By ALBERT MEIJER
My boss looked me dead in the eyes when she asked me: but do you love working here?
I looked around her office. The plants were looking fine, a rainbow of colour-coded folders fought history books and personal trinkets for attention, the sun was shining outside and all was well in the world. But did I love working here, at this university? I lied and told my boss: yes, I do.
Sure enough, most of my colleagues seemed to love working here. They ran around the building, from appointment to appointment, worked over-hours with a smile, and would happily answer my e-mails in the middle of the night or on weekends. Not me. I clocked out after my shift was done, and rarely felt the need to open my work inbox in the weekends.
Some colleagues pitied my seeming lack of commitment. But the thing was, I was good at my job, and fully committed during my working hours. I liked my job. I just didn’t love it. And over the years, I saw many of these colleagues burnt up, burnt out and forced to be on the back burner for a while. They loved their work so much that it wasn’t good for them, and in the end prohibited them from doing their job.
Growing up in Western Europe in the nineties, my generation was optimistic about the future. The economy was booming, we had all the freedom in the world, and our parents and reality TV were telling us to follow our hearts, that would lead us naturally to the dream job we always wanted.

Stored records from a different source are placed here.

use serde_json::Value;
use tracing::debug;

use crate::codegen::source_builder::SourceBuilder;
use crate::model::lenient::scalar_text;
use crate::model::request_model::{StateData, TestCase};
use crate::model::step_model::{BooleanCheck, KIND_GET_TEXT, Step};
use crate::naming::identifier::sanitize_test_function_name;

// ============================================================================
// Test function assembly
// ============================================================================

/// Assemble the pytest function for one scenario.
///
/// Layout: scenario comment, `@allure.feature` / `@allure.title`, the
/// function header, the page-object instance, a blank line, the variable
/// section, then the call sequence.
pub fn assemble_test_body(case: &TestCase, state: &StateData) -> String {
    let scenario = case.display_name();
    let function_name = sanitize_test_function_name(scenario);

    let mut b = SourceBuilder::new();
    b.line(format!("# --- Test for scenario: \"{}\" ---", single_line(scenario)));
    b.line(format!("@allure.feature({})", python_string(state.feature_name())));
    b.line(format!("@allure.title({})", python_string(scenario)));
    b.line(format!("def {}(driver):", function_name));

    let mut body = SourceBuilder::at_level(1);
    body.line(format!("page = {}(driver)", case.page_class()));
    body.blank();

    body.append(variable_section(case, state));

    let mut calls = SourceBuilder::at_level(1);
    render_calls(&case.recorded_steps, &mut calls);
    debug!(function = %function_name, lines = calls.lines().len(), "rendered call sequence");

    if calls.is_empty() {
        body.blank();
    } else {
        body.append(calls);
    }

    b.append(body);
    b.finish()
}

// ============================================================================
// Variables
// ============================================================================

/// Environment assignments followed by DDT assignments, at function level.
pub fn variable_section(case: &TestCase, state: &StateData) -> SourceBuilder {
    let mut b = SourceBuilder::at_level(1);

    if let Some(vars) = state.active_environment_vars() {
        b.line(format!("# Variables for environment: {}", state.active_environment()));
        for (key, value) in vars {
            b.line(format!("{} = {}", key, python_string(&value_text(value))));
        }
    }

    let ddt = collect_ddt_variables(&case.recorded_steps);
    if !ddt.is_empty() {
        b.line("# DDT variables");
        for (key, value) in &ddt {
            b.line(format!("{} = {}", key, python_string(value)));
        }
    }

    b
}

/// DDT literals bound by top-level steps.
///
/// A step defines a variable when it has a `variableName`, does not read
/// text from the page, and does not itself reference another variable.
/// Steps nested inside conditionals are not scanned. A repeated name keeps
/// its first position and takes the last value.
pub fn collect_ddt_variables(steps: &[Step]) -> Vec<(String, String)> {
    let mut vars: Vec<(String, String)> = Vec::new();

    for step in steps {
        let Some(name) = step.variable_name.as_deref().filter(|n| !n.is_empty()) else {
            continue;
        };
        if step.kind() == KIND_GET_TEXT || step.binds_value() {
            continue;
        }

        let value = step
            .data
            .as_ref()
            .and_then(|d| d.value.clone())
            .or_else(|| step.expected_text.clone())
            .unwrap_or_default();

        match vars.iter_mut().find(|(k, _)| k == name) {
            Some(entry) => entry.1 = value,
            None => vars.push((name.to_string(), value)),
        }
    }

    vars
}

// ============================================================================
// Call sequence
// ============================================================================

/// Render the call lines for a step sequence at the builder's level.
///
/// Conditionals become `if`/`else` blocks around their branches. Steps with
/// no call, and conditionals with no boolean check, emit nothing.
pub fn render_calls(steps: &[Step], b: &mut SourceBuilder) {
    for step in steps {
        if step.is_conditional() {
            let check = step
                .condition
                .as_deref()
                .and_then(|c| c.boolean_check.as_ref())
                .filter(|c| !c.method_name.trim().is_empty());

            let Some(check) = check else {
                continue;
            };

            b.line(condition_head(check));
            b.indented(|b| render_branch(&step.then_steps, b));

            if !step.else_steps.is_empty() {
                b.line("else:");
                b.indented(|b| render_branch(&step.else_steps, b));
            }
        } else if let Some(call) = step.method_call() {
            b.line(call);
        }
    }
}

fn render_branch(steps: &[Step], b: &mut SourceBuilder) {
    let before = b.lines().len();
    render_calls(steps, b);
    if b.lines().len() == before {
        b.line("pass");
    }
}

/// `if page.<method>(page.<locators>):`
///
/// The recorder writes locator variables as `self.<name>_locators` and
/// negated checks as `not self.<method>`; both are rewritten to go through
/// the `page` instance.
pub fn condition_head(check: &BooleanCheck) -> String {
    let method = check.method_name.trim();
    let (negation, method) = match method.strip_prefix("not ") {
        Some(rest) => ("not ", rest.trim_start()),
        None => ("", method),
    };
    let method = method.strip_prefix("self.").unwrap_or(method);

    let locator = check.locator_var_name.trim();
    let locator = locator.strip_prefix("self.").unwrap_or(locator);

    format!("if {}page.{}(page.{}):", negation, method, locator)
}

// ============================================================================
// Literal helpers
// ============================================================================

/// Double-quoted Python string literal.
pub fn python_string(value: &str) -> String {
    let mut out = String::with_capacity(value.len() + 2);
    out.push('"');
    for c in value.chars() {
        match c {
            '\\' => out.push_str("\\\\"),
            '"' => out.push_str("\\\""),
            '\n' => out.push_str("\\n"),
            '\r' => out.push_str("\\r"),
            '\t' => out.push_str("\\t"),
            _ => out.push(c),
        }
    }
    out.push('"');
    out
}

fn value_text(value: &Value) -> String {
    match value {
        Value::Null => String::new(),
        other => scalar_text(other).unwrap_or_else(|| other.to_string()),
    }
}

fn single_line(text: &str) -> String {
    text.replace(['\r', '\n'], " ")
}

#[cfg(test)]
mod tests {
    use super::*;

    #[test]
    fn condition_head_plain() {
        let check = BooleanCheck {
            method_name: "is_visible_with_healing".into(),
            locator_var_name: "banner_locators".into(),
        };
        assert_eq!(
            condition_head(&check),
            "if page.is_visible_with_healing(page.banner_locators):"
        );
    }

    #[test]
    fn condition_head_rewrites_recorder_forms() {
        let check = BooleanCheck {
            method_name: "not self.is_enabled_with_healing".into(),
            locator_var_name: "self.save_locators".into(),
        };
        assert_eq!(
            condition_head(&check),
            "if not page.is_enabled_with_healing(page.save_locators):"
        );
    }

    #[test]
    fn python_string_escapes_quotes() {
        assert_eq!(python_string(r#"say "hi""#), r#""say \"hi\"""#);
    }
}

Twenty years down the road, I realise that that was a bit optimistic. Sure, we had a lot of opportunities, but the world wasn’t waiting for a generation of freelance artists, zookeepers and dolphin trainers. Look at any job website, and you will see which qualities the job market wants us to be passionate about: being good at Excel, having knowledge of CRM system, and being somewhat experienced with invoicing software.
Sure, I don’t love updating CRM systems and archiving meeting notes – but who does?
Should you give up on loving your work? No! But be realistic too. For me, the joy of life is not to have an office job. But it does pay the bills. After my university job, I decided to work part-time in an office that I like, with tasks I don’t mind and with colleagues I get along with. The rest of the week, I work as a freelance writer, teacher, singer and even doing practical stuff like selling candy floss at festivals. None of these things give me joy if I’d have to do them every single day. But in their variety, and even with some money coming in with them, I enjoy each task. Even if it’s related to CRM systems.
So, job searchers out there, here’s my advice: don’t get stuck in finding the perfect job, as it doesn’t exist. Just find something you like.
Albert Meijer (The Netherlands, 1986) combines an office job in the cultural field with freelance writing, teaching and making music. He lives in Brussels.